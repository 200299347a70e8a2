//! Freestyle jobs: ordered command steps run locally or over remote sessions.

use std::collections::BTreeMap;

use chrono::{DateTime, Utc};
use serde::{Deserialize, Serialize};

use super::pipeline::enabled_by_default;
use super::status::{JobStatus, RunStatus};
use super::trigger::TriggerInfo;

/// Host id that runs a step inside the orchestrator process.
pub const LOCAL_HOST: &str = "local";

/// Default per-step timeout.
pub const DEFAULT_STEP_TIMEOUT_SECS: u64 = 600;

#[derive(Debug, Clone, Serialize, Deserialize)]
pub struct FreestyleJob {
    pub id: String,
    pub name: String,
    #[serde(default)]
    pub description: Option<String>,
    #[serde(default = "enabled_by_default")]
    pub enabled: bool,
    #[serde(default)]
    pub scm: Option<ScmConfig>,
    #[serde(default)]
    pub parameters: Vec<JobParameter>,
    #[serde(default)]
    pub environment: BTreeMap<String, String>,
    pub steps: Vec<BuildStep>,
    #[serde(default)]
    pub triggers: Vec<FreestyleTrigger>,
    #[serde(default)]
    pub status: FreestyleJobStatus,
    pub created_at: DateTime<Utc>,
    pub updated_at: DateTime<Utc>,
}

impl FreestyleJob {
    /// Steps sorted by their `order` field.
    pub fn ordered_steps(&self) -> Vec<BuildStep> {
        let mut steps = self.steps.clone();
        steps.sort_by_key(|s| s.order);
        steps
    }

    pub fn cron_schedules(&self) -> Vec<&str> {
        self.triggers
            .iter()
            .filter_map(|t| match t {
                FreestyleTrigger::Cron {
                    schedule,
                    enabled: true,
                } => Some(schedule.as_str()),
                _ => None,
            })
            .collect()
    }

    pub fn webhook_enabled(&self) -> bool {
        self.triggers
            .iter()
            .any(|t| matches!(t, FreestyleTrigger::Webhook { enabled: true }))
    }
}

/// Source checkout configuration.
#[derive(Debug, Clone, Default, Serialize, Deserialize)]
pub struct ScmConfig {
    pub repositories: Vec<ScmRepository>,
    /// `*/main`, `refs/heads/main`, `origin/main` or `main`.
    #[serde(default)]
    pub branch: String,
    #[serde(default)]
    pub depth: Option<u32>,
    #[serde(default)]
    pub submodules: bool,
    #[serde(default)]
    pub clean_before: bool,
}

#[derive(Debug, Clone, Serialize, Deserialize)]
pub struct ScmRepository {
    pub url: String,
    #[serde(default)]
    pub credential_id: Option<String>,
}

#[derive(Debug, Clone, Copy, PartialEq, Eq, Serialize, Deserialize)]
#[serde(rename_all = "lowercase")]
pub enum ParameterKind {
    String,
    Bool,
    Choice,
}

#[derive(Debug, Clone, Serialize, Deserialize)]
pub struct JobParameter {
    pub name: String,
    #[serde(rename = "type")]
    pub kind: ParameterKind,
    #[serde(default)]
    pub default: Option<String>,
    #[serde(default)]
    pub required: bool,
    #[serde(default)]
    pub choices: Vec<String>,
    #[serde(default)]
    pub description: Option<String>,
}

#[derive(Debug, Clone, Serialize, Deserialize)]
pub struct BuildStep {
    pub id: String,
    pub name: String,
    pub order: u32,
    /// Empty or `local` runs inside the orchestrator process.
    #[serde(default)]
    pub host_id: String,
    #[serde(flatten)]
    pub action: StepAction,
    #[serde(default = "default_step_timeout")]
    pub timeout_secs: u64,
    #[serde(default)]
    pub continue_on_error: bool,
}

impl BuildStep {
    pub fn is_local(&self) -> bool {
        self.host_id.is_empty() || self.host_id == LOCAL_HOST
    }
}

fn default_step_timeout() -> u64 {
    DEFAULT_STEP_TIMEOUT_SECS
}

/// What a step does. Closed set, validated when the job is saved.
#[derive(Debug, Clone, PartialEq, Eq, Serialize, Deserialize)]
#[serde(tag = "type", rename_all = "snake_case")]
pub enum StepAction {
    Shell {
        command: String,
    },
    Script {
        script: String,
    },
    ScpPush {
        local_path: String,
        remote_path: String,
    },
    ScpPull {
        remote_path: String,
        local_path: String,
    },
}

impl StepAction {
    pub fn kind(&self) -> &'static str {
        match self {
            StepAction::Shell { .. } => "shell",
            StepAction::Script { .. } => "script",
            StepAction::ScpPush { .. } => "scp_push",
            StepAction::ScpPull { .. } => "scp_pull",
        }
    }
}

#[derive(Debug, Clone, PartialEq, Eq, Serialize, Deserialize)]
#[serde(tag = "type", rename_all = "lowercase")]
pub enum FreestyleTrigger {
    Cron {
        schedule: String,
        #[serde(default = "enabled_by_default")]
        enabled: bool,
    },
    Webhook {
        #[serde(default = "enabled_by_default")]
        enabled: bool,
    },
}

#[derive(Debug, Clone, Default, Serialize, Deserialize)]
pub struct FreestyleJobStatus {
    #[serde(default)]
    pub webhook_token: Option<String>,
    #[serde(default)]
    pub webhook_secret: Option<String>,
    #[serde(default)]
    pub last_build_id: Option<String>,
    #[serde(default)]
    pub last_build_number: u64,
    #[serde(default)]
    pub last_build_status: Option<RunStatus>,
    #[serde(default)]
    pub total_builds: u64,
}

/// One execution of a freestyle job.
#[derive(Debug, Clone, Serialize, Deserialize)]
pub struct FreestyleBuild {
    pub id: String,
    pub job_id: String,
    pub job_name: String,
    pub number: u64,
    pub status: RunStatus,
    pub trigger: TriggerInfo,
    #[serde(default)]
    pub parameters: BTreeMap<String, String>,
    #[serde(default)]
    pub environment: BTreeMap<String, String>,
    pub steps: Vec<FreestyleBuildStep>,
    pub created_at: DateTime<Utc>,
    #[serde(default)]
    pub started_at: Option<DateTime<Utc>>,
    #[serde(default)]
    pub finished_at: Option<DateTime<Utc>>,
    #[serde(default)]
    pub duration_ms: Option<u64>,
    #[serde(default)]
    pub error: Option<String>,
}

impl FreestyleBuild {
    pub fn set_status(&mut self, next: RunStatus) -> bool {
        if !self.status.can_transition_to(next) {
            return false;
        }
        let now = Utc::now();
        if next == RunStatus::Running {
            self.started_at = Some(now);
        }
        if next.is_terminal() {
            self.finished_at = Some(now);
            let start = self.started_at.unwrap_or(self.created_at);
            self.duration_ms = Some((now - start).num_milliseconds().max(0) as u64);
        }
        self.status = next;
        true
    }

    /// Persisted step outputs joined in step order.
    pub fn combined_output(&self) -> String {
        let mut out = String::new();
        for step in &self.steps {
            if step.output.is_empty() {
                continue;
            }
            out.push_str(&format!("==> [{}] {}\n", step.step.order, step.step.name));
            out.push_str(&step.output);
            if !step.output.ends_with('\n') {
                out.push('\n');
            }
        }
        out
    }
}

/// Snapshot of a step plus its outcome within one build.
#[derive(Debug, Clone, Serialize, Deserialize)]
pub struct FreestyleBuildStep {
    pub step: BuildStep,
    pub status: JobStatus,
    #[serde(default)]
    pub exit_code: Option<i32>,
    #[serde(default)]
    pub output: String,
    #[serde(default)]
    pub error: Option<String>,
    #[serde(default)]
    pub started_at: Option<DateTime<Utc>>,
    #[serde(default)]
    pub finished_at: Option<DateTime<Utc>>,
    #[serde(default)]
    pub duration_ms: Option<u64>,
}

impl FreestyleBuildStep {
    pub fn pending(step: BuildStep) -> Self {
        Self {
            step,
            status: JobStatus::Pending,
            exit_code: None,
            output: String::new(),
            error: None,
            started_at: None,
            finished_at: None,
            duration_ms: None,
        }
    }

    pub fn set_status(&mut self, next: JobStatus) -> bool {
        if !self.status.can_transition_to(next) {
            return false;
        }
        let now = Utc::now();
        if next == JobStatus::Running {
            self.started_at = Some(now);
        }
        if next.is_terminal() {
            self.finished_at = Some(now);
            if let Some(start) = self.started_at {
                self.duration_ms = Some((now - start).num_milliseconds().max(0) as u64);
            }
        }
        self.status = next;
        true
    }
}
==================================================
## YOUR ASSIGNMENT
Could you reproduce exactly the lines of the entries above, from the one with "pub fn set_status(&mut self, next: RunStatus)" through the one with "let start = self.started_at.unwrap_or(self.created_at);", and nothing else?

## REPLY
    pub fn set_status(&mut self, next: RunStatus) -> bool {
        if !self.status.can_transition_to(next) {
            return false;
        }
        let now = Utc::now();
        if next == RunStatus::Running {
            self.started_at = Some(now);
        }
        if next.is_terminal() {
            self.finished_at = Some(now);
            let start = self.started_at.unwrap_or(self.created_at);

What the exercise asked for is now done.